XEGL-AM
- Navojoa, Sonora; Mexico;
- Broadcast area: Navojoa, Sonora
- Frequency: 1270 AM
- Branding: La Nuestra Radio

Programming
- Format: Variety

Ownership
- Owner: Renovando la Comunicación, S.A. de C.V.

History
- First air date: November 1940

Technical information
- Licensing authority: CRT
- Class: C
- Power: 1,000 watts daytime (500 watts nighttime)
- Transmitter coordinates: 27°03′49.51″N 109°28′04.33″W﻿ / ﻿27.0637528°N 109.4678694°W

= XEGL-AM =

Radio station in Navojoa, Sonora

XEGL is a radio station on 1270 AM in Navojoa, Sonora.

==History==
XEGL received its concession on June 11, 1941, months after coming to air in November 1940. It was owned by Fausto Marco Gómez Cota and transferred to his estate. In 2016, the estate awarded the station to José Raúl Gómez Ballesteros, and in 2018, the transfer of the station to Renovando la Comunicación was approved.

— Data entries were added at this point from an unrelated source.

use std::collections::BTreeMap;

use serde::{Deserialize, Serialize};

/// One transaction line as it arrived from the caller's dataset.
///
/// Fields are canonical snake_case column names (`supplier_name`,
/// `gl_description`, `line_description`, `amount`, ...). The engine never
/// mutates input rows; `row_index` pins each row to its position in the
/// submitted dataset so output order can be restored after parallel work.
#[derive(Debug, Clone, Serialize, Deserialize, PartialEq, Eq)]
pub struct TransactionRow {
    pub row_index: usize,
    pub fields: BTreeMap<String, String>,
}

impl TransactionRow {
    pub fn new(row_index: usize, fields: BTreeMap<String, String>) -> Self {
        Self { row_index, fields }
    }

    /// Field value, treating absent and whitespace-only values as missing.
    pub fn get(&self, field: &str) -> Option<&str> {
        self.fields
            .get(field)
            .map(|v| v.trim())
            .filter(|v| is_valid_value(v))
    }

    pub fn supplier_name(&self) -> Option<&str> {
        self.get("supplier_name")
    }
}

/// Placeholder strings that spreadsheets and upstream exports use for
/// "no value". These never participate in keys, hashes, or prompts.
pub fn is_valid_value(value: &str) -> bool {
    let v = value.trim();
    if v.is_empty() {
        return false;
    }
    !matches!(
        v.to_lowercase().as_str(),
        "nan" | "none" | "null" | "n/a" | "na" | "-"
    )
}

#[cfg(test)]
mod tests {
    use super::*;

    fn row(pairs: &[(&str, &str)]) -> TransactionRow {
        TransactionRow::new(
            0,
            pairs
                .iter()
                .map(|(k, v)| (k.to_string(), v.to_string()))
                .collect(),
        )
    }

    #[test]
    fn blank_and_placeholder_values_are_missing() {
        let r = row(&[
            ("supplier_name", "  "),
            ("gl_description", "nan"),
            ("line_description", "AWS usage"),
        ]);
        assert_eq!(r.supplier_name(), None);
        assert_eq!(r.get("gl_description"), None);
        assert_eq!(r.get("line_description"), Some("AWS usage"));
        assert_eq!(r.get("department"), None);
    }

    #[test]
    fn get_trims_surrounding_whitespace() {
        let r = row(&[("company", "  Acme Corp  ")]);
        assert_eq!(r.get("company"), Some("Acme Corp"));
    }
}
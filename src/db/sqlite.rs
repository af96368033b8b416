use std::path::Path;

use rusqlite::Connection;

use super::DatabaseError;

/// Open a SQLite connection to the given path and run migrations
pub fn open_database(path: &Path) -> Result<Connection, DatabaseError> {
    let conn = Connection::open(path)?;
    configure_pragmas(&conn)?;
    run_migrations(&conn)?;
    Ok(conn)
}

/// Open an in-memory database (for testing)
pub fn open_memory_database() -> Result<Connection, DatabaseError> {
    let conn = Connection::open_in_memory()?;
    configure_pragmas(&conn)?;
    run_migrations(&conn)?;
    Ok(conn)
}

fn configure_pragmas(conn: &Connection) -> Result<(), DatabaseError> {
    conn.execute_batch(
        "PRAGMA journal_mode=WAL;
         PRAGMA foreign_keys=ON;",
    )?;
    Ok(())
}

/// Run all pending migrations
pub fn run_migrations(conn: &Connection) -> Result<(), DatabaseError> {
    let current_version = get_current_version(conn);

    let migrations: Vec<(i64, &str)> = vec![(
        1,
        include_str!("../../resources/migrations/001_initial.sql"),
    )];

    for (version, sql) in migrations {
        if version > current_version {
            tracing::info!("Running migration v{version}");
            conn.execute_batch(sql)
                .map_err(|e| DatabaseError::MigrationFailed {
                    version,
                    reason: e.to_string(),
                })?;
        }
    }

    Ok(())
}

/// Get the current schema version (0 if no schema exists yet)
fn get_current_version(conn: &Connection) -> i64 {
    conn.query_row("SELECT MAX(version) FROM schema_version", [], |row| {
        row.get::<_, i64>(0)
    })
    .unwrap_or(0)
}

#[cfg(test)]
mod tests {
    use super::*;

    #[test]
    fn database_initializes_all_tables() {
        let conn = open_memory_database().unwrap();
        let count: i64 = conn
            .query_row(
                "SELECT COUNT(*) FROM sqlite_master WHERE type='table' AND name NOT LIKE 'sqlite_%'",
                [],
                |row| row.get(0),
            )
            .unwrap();
        // schema_version + cache + three rule tables
        assert_eq!(count, 5);
    }

    #[test]
    fn migration_idempotent() {
        let conn = open_memory_database().unwrap();
        assert!(run_migrations(&conn).is_ok());
    }

    #[test]
    fn opens_on_disk_database() {
        let dir = tempfile::tempdir().unwrap();
        let conn = open_database(&dir.path().join("cache.db")).unwrap();
        let version: i64 = conn
            .query_row("SELECT MAX(version) FROM schema_version", [], |row| {
                row.get(0)
            })
            .unwrap();
        assert_eq!(version, 1);
    }
}
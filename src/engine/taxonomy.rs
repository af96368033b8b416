//! Taxonomy file loading and path validation.
//!
//! The client taxonomy is a YAML document:
//!
//! ```yaml
//! client_name: Acme Corp
//! company_context: Mid-size manufacturer, EU operations.
//! taxonomy:
//!   - IT|Cloud|IaaS
//!   - IT|Cloud|PaaS
//! taxonomy_descriptions:
//!   IT|Cloud|IaaS: Raw compute, storage and network capacity.
//! ```

use std::collections::{HashMap, HashSet};
use std::path::Path;

use serde::Deserialize;

use crate::engine::retrieval::tokenize;
use crate::engine::ClassifyError;
use crate::models::Taxonomy;

#[derive(Debug, Deserialize)]
struct TaxonomyFile {
    #[serde(default)]
    client_name: String,
    #[serde(default)]
    company_context: String,
    taxonomy: Vec<String>,
    #[serde(default)]
    taxonomy_descriptions: HashMap<String, String>,
}

pub fn load_taxonomy(path: &Path) -> Result<Taxonomy, ClassifyError> {
    let text = std::fs::read_to_string(path)?;
    parse_taxonomy(&text)
}

pub fn parse_taxonomy(text: &str) -> Result<Taxonomy, ClassifyError> {
    let file: TaxonomyFile =
        serde_yaml::from_str(text).map_err(|e| ClassifyError::Taxonomy(e.to_string()))?;

    let mut seen = HashSet::new();
    let paths: Vec<String> = file
        .taxonomy
        .iter()
        .map(|p| p.trim().to_string())
        .filter(|p| !p.is_empty() && seen.insert(p.to_lowercase()))
        .collect();
    if paths.is_empty() {
        return Err(ClassifyError::Taxonomy(
            "taxonomy file contains no paths".to_string(),
        ));
    }

    Ok(Taxonomy {
        paths,
        descriptions: file.taxonomy_descriptions,
        client_name: file.client_name,
        company_context: file.company_context,
    })
}

/// Closest valid paths to an invalid one, by token overlap. Used to correct
/// near-miss LLM output like a truncated or re-worded level name.
pub fn similar_paths<'a>(taxonomy: &'a Taxonomy, invalid: &str, limit: usize) -> Vec<&'a str> {
    let wanted = tokenize(&invalid.replace('|', " "));
    if wanted.is_empty() {
        return Vec::new();
    }

    let mut scored: Vec<(f32, &str)> = taxonomy
        .paths
        .iter()
        .map(|path| {
            let have: HashSet<String> =
                tokenize(&path.replace('|', " ")).into_iter().collect();
            let mut hits = 0.0f32;
            for token in &wanted {
                if have.contains(token) {
                    hits += 1.0;
                } else if token.len() >= 3
                    && have.iter().any(|h| h.contains(token.as_str()) || token.contains(h.as_str()))
                {
                    hits += 0.5;
                }
            }
            (hits / wanted.len() as f32, path.as_str())
        })
        .filter(|(score, _)| *score > 0.0)
        .collect();

    scored.sort_by(|a, b| b.0.partial_cmp(&a.0).unwrap_or(std::cmp::Ordering::Equal));
    scored.into_iter().take(limit).map(|(_, p)| p).collect()
}

#[cfg(test)]
mod tests {
    use super::*;

    const SAMPLE: &str = "\
client_name: Acme Corp
company_context: Mid-size manufacturer.
taxonomy:
  - IT|Cloud|IaaS
  - IT|Cloud|PaaS
  - Facilities|Cleaning Services
taxonomy_descriptions:
  IT|Cloud|IaaS: Raw compute, storage and network capacity.
";

    #[test]
    fn parses_paths_context_and_descriptions() {
        let t = parse_taxonomy(SAMPLE).unwrap();
        assert_eq!(t.paths.len(), 3);
        assert_eq!(t.client_name, "Acme Corp");
        assert!(t.description("IT|Cloud|IaaS").unwrap().contains("compute"));
    }

    #[test]
    fn duplicate_paths_collapse_case_insensitively() {
        let t = parse_taxonomy(
            "taxonomy:\n  - IT|Cloud\n  - it|cloud\n  - '  IT|Cloud  '\n",
        )
        .unwrap();
        assert_eq!(t.paths, ["IT|Cloud"]);
    }

    #[test]
    fn empty_taxonomy_is_an_error() {
        assert!(matches!(
            parse_taxonomy("taxonomy: []\n"),
            Err(ClassifyError::Taxonomy(_))
        ));
    }

    #[test]
    fn similar_paths_ranks_closest_first() {
        let t = parse_taxonomy(SAMPLE).unwrap();
        let suggestions = similar_paths(&t, "it|cloud|infrastructure", 2);
        assert!(!suggestions.is_empty());
        assert!(suggestions[0].starts_with("IT|Cloud"));
    }

    #[test]
    fn similar_paths_empty_for_nonsense() {
        let t = parse_taxonomy(SAMPLE).unwrap();
        assert!(similar_paths(&t, "zz qq", 3).is_empty());
    }
}
use serde::{Deserialize, Serialize};

use super::row::TransactionRow;

/// A group of transaction rows sharing one composite invoice key.
///
/// Rows keep their submission order; the key is the pipe-joined normalized
/// grouping columns (see `engine::grouping`).
#[derive(Debug, Clone, Serialize, Deserialize)]
pub struct Invoice {
    pub key: String,
    pub rows: Vec<TransactionRow>,
}

impl Invoice {
    /// First non-missing supplier name across the invoice's rows.
    pub fn supplier_name(&self) -> Option<&str> {
        self.rows.iter().find_map(|r| r.supplier_name())
    }

    /// First non-missing value of `field` across the invoice's rows.
    pub fn first_value(&self, field: &str) -> Option<&str> {
        self.rows.iter().find_map(|r| r.get(field))
    }

    pub fn len(&self) -> usize {
        self.rows.len()
    }

    pub fn is_empty(&self) -> bool {
        self.rows.is_empty()
    }
}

In 2014, as a result of the station's inability to migrate to FM and competition from larger station groups such as Larsa and Uniradio which absorbed most of the local advertising market, operation was taken over by La Verdad, a local newspaper. La Verdad proceeded to start from scratch, firing XEGL's entire air staff.
The station eventually changed its name to La Nuestra Radio. Its news programs also air on XHNAS-FM "Toño 95.5" in Navojoa.